**Stored dataset items**
____________

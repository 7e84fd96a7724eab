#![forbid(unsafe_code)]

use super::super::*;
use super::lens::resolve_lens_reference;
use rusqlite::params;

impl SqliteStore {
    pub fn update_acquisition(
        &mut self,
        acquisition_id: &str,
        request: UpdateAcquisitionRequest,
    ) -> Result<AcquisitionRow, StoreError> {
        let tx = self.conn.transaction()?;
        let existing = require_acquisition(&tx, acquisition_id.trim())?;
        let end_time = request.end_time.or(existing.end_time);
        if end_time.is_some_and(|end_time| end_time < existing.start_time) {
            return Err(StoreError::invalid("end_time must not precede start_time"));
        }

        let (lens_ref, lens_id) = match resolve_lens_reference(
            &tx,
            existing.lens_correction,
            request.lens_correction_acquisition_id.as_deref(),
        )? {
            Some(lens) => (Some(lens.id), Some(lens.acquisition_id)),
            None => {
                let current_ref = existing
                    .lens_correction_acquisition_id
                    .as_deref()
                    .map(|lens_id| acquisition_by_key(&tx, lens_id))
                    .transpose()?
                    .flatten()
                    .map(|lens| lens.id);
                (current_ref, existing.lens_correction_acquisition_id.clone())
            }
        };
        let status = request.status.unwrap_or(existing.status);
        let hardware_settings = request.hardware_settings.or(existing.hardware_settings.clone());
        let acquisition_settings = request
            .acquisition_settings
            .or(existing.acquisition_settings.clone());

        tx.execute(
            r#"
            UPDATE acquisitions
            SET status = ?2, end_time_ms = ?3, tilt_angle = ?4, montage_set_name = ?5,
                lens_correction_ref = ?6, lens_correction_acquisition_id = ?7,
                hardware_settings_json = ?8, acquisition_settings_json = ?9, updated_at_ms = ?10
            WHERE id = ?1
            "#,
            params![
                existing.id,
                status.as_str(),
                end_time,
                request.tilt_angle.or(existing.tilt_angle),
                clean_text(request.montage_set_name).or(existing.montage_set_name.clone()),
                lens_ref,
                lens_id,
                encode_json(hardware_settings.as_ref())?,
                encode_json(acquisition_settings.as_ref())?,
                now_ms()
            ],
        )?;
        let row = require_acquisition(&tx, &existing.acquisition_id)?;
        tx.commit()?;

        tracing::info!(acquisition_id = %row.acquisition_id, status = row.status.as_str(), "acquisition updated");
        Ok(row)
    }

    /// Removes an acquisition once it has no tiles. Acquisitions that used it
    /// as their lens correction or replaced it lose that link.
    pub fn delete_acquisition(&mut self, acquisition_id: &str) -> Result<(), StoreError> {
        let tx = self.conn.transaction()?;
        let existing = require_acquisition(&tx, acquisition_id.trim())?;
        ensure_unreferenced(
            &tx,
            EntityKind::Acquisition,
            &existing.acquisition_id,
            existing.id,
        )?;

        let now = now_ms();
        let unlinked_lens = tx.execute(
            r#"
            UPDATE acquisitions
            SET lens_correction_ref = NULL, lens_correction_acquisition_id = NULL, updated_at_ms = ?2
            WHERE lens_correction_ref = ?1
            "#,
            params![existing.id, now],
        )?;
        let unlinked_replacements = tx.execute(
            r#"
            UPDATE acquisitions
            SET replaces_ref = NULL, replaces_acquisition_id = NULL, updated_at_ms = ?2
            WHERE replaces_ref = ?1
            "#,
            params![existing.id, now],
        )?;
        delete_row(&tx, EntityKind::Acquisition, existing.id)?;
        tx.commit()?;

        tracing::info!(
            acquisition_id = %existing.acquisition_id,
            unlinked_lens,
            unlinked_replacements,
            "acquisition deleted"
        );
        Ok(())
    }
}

____________

**What the task asks**
Nothing but a number is wanted here: please count the lines in the entries above that include the word "info".

**Exercise response**
2